Friday, December 17, 2010

Picower Estate Settles For $7 billion


AP source: Madoff trustee gets $7B settlement
AP source: Madoff trustee reaches $7B settlement with estate of Fla. philanthropist


NEW YORK (AP) -- The trustee recovering money for Bernard Madoff's burned investors has reached a $7.2 billion settlement with the estate of a Florida philanthropist and businessman.

The figure was provided Friday to The Associated Press by a person familiar with the civil case against the estate of Jeffry Picower. The person was not authorized to speak publicly about the settlement and spoke on condition of anonymity.

Court-appointed trustee Irving Picard planned an announcement Friday in Manhattan.

Picower drowned after suffering a heart attack in the swimming pool of his Palm Beach, Fla., mansion on Oct. 25, 2009.

THIS IS A BREAKING NEWS UPDATE. Check back soon for further information. AP's earlier story is below.

NEW YORK (AP) -- The trustee recovering money for Bernard Madoff's burned investors has reached a settlement with the estate of a Florida philanthropist and businessman who made billions of dollars off the fraud.

Court-appointed trustee Irving Picard planned an announcement Friday in Manhattan about the estate of Jeffry Picower, who drowned after suffering a heart attack in the swimming pool of his Palm Beach, Fla., mansion on Oct. 25, 2009.

The amount of the settlement was not immediately made public.

Picower, who was 67 when he died, invested many years ago with Madoff. Picard's investigators said that, over time, he withdrew about $7 billion in bogus profits from his accounts. That amounts to more than a third of the dollars that disappeared in the scandal.

That money was supposedly made on stock trades, but authorities said that in reality it was simply stolen from other investors.

Picower's lawyers claimed he knew nothing about the scheme, but the trustee argued in court papers that he must have known that his returns were "implausibly high" and based on fraud.

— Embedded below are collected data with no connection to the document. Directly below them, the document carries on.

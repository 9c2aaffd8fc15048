// SPDX-FileCopyrightText: 2025 Hyperpolymath
// SPDX-License-Identifier: PMPL-1.0-or-later

//! Metrics collection for attack simulation results.

use edge_rate_limiter::metrics::DecisionOutcome;
use std::collections::HashMap;
use std::time::{Duration, Instant};

/// Collects metrics during attack simulation.
#[derive(Debug, Default)]
pub struct AttackMetrics {
    /// Start time of the attack
    start_time: Option<Instant>,
    /// End time of the attack
    end_time: Option<Instant>,
    /// Count of requests by outcome
    outcomes: HashMap<DecisionOutcome, usize>,
    /// Count of requests by identifier
    requests_per_identifier: HashMap<String, usize>,
    /// Count of admitted requests by identifier
    admitted_per_identifier: HashMap<String, usize>,
    /// Latency samples (microseconds)
    latencies: Vec<u64>,
}

impl AttackMetrics {
    /// Create a new metrics collector.
    pub fn new() -> Self {
        Self::default()
    }

    /// Mark the start of an attack.
    pub fn start(&mut self) {
        self.start_time = Some(Instant::now());
    }

    /// Mark the end of an attack.
    pub fn finish(&mut self) {
        self.end_time = Some(Instant::now());
    }

    /// Record a request outcome.
    pub fn record(&mut self, outcome: DecisionOutcome, identifier: &str, latency: Duration) {
        *self.outcomes.entry(outcome).or_insert(0) += 1;
        *self
            .requests_per_identifier
            .entry(identifier.to_string())
            .or_insert(0) += 1;
        if matches!(outcome, DecisionOutcome::Allowed | DecisionOutcome::FailOpen) {
            *self
                .admitted_per_identifier
                .entry(identifier.to_string())
                .or_insert(0) += 1;
        }
        self.latencies.push(latency.as_micros() as u64);
    }

    /// Get total request count.
    pub fn total_requests(&self) -> usize {
        self.outcomes.values().sum()
    }

    /// Get count for a specific outcome.
    pub fn count(&self, outcome: DecisionOutcome) -> usize {
        self.outcomes.get(&outcome).copied().unwrap_or(0)
    }

    /// Requests admitted, whether by the store or by failing open.
    pub fn admitted(&self) -> usize {
        self.count(DecisionOutcome::Allowed) + self.count(DecisionOutcome::FailOpen)
    }

    /// Largest number of requests admitted for any single identifier.
    pub fn max_admitted_per_identifier(&self) -> usize {
        self.admitted_per_identifier
            .values()
            .copied()
            .max()
            .unwrap_or(0)
    }

    /// Get duration of the attack.
    pub fn duration(&self) -> Duration {
        match (self.start_time, self.end_time) {
            (Some(start), Some(end)) => end.duration_since(start),
            (Some(start), None) => start.elapsed(),
            _ => Duration::ZERO,
        }
    }

    /// Get block rate (ratio of blocked to total).
    pub fn block_rate(&self) -> f64 {
        let total = self.total_requests();
        if total == 0 {
            return 0.0;
        }
        (total - self.admitted()) as f64 / total as f64
    }

    /// Get median latency in microseconds.
    pub fn median_latency_us(&self) -> u64 {
        if self.latencies.is_empty() {
            return 0;
        }
        let mut sorted = self.latencies.clone();
        sorted.sort_unstable();
        sorted[sorted.len() / 2]
    }

    /// Get p99 latency in microseconds.
    pub fn p99_latency_us(&self) -> u64 {
        if self.latencies.is_empty() {
            return 0;
        }
        let mut sorted = self.latencies.clone();
        sorted.sort_unstable();
        let idx = (sorted.len() as f64 * 0.99) as usize;
        sorted[idx.min(sorted.len() - 1)]
    }

    /// Get number of unique identifiers that made requests.
    pub fn unique_identifiers(&self) -> usize {
        self.requests_per_identifier.len()
    }

    /// Generate a summary report.
    pub fn report(&self) -> MetricsReport {
        MetricsReport {
            total_requests: self.total_requests(),
            allowed: self.count(DecisionOutcome::Allowed),
            denied: self.count(DecisionOutcome::Denied),
            short_circuit: self.count(DecisionOutcome::ShortCircuit),
            fail_open: self.count(DecisionOutcome::FailOpen),
            duration_ms: self.duration().as_millis() as u64,
            block_rate: self.block_rate(),
            median_latency_us: self.median_latency_us(),
            p99_latency_us: self.p99_latency_us(),
            unique_identifiers: self.unique_identifiers(),
            max_admitted_per_identifier: self.max_admitted_per_identifier(),
        }
    }
}

/// Summary report of attack metrics.
#[derive(Debug, Clone)]
pub struct MetricsReport {
    pub total_requests: usize,
    pub allowed: usize,
    pub denied: usize,
    pub short_circuit: usize,
    pub fail_open: usize,
    pub duration_ms: u64,
    pub block_rate: f64,
    pub median_latency_us: u64,
    pub p99_latency_us: u64,
    pub unique_identifiers: usize,
    pub max_admitted_per_identifier: usize,
}

impl std::fmt::Display for MetricsReport {
    fn fmt(&self, f: &mut std::fmt::Formatter<'_>) -> std::fmt::Result {
        writeln!(f, "=== Attack Metrics Report ===")?;
        writeln!(f, "Duration:          {} ms", self.duration_ms)?;
        writeln!(f, "Total Requests:    {}", self.total_requests)?;
        writeln!(f)?;
        writeln!(f, "--- Outcomes ---")?;
        writeln!(f, "Allowed:           {}", self.allowed)?;
        writeln!(f, "Denied (store):    {}", self.denied)?;
        writeln!(f, "Denied (gate):     {}", self.short_circuit)?;
        writeln!(f, "Failed Open:       {}", self.fail_open)?;
        writeln!(f, "Block Rate:        {:.1}%", self.block_rate * 100.0)?;
        writeln!(f)?;
        writeln!(f, "--- Latency ---")?;
        writeln!(f, "Median:            {} us", self.median_latency_us)?;
        writeln!(f, "P99:               {} us", self.p99_latency_us)?;
        writeln!(f)?;
        writeln!(f, "--- Distribution ---")?;
        writeln!(f, "Unique IDs:        {}", self.unique_identifiers)?;
        writeln!(f, "Max Admitted/ID:   {}", self.max_admitted_per_identifier)?;
        Ok(())
    }
}

#[cfg(test)]
mod tests {
    use super::*;

    #[test]
    fn test_metrics_collection() {
        let mut metrics = AttackMetrics::new();
        metrics.start();

        metrics.record(DecisionOutcome::Allowed, "ip:10.0.0.1", Duration::from_micros(100));
        metrics.record(DecisionOutcome::Allowed, "ip:10.0.0.1", Duration::from_micros(150));
        metrics.record(DecisionOutcome::Denied, "ip:10.0.0.1", Duration::from_micros(50));
        metrics.record(DecisionOutcome::FailOpen, "ip:10.0.0.2", Duration::from_micros(80));

        metrics.finish();

        assert_eq!(metrics.total_requests(), 4);
        assert_eq!(metrics.count(DecisionOutcome::Allowed), 2);
        assert_eq!(metrics.admitted(), 3);
        assert_eq!(metrics.unique_identifiers(), 2);
        assert_eq!(metrics.max_admitted_per_identifier(), 2);
    }

    #[test]
    fn test_block_rate() {
        let mut metrics = AttackMetrics::new();
        for _ in 0..3 {
            metrics.record(DecisionOutcome::Allowed, "ip:10.0.0.1", Duration::ZERO);
        }
        for _ in 0..7 {
            metrics.record(DecisionOutcome::ShortCircuit, "ip:10.0.0.1", Duration::ZERO);
        }

        assert!((metrics.block_rate() - 0.7).abs() < 0.01);
    }
}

Lawyers for Picower's estate have been in negotiations with the trustee for some time.

After Picower drowned, his will revealed that he had earmarked most of his fortune for charity, but his widow said in a statement that the family wished to return some of it to Madoff's victims through "a fair and generous settlement."

A huge charitable foundation that Picower had created with part of his fortune closed in 2009 after its assets were wiped out in the Madoff fraud.

It had donated hundreds of millions of dollars to colleges, libraries and other nonprofit groups.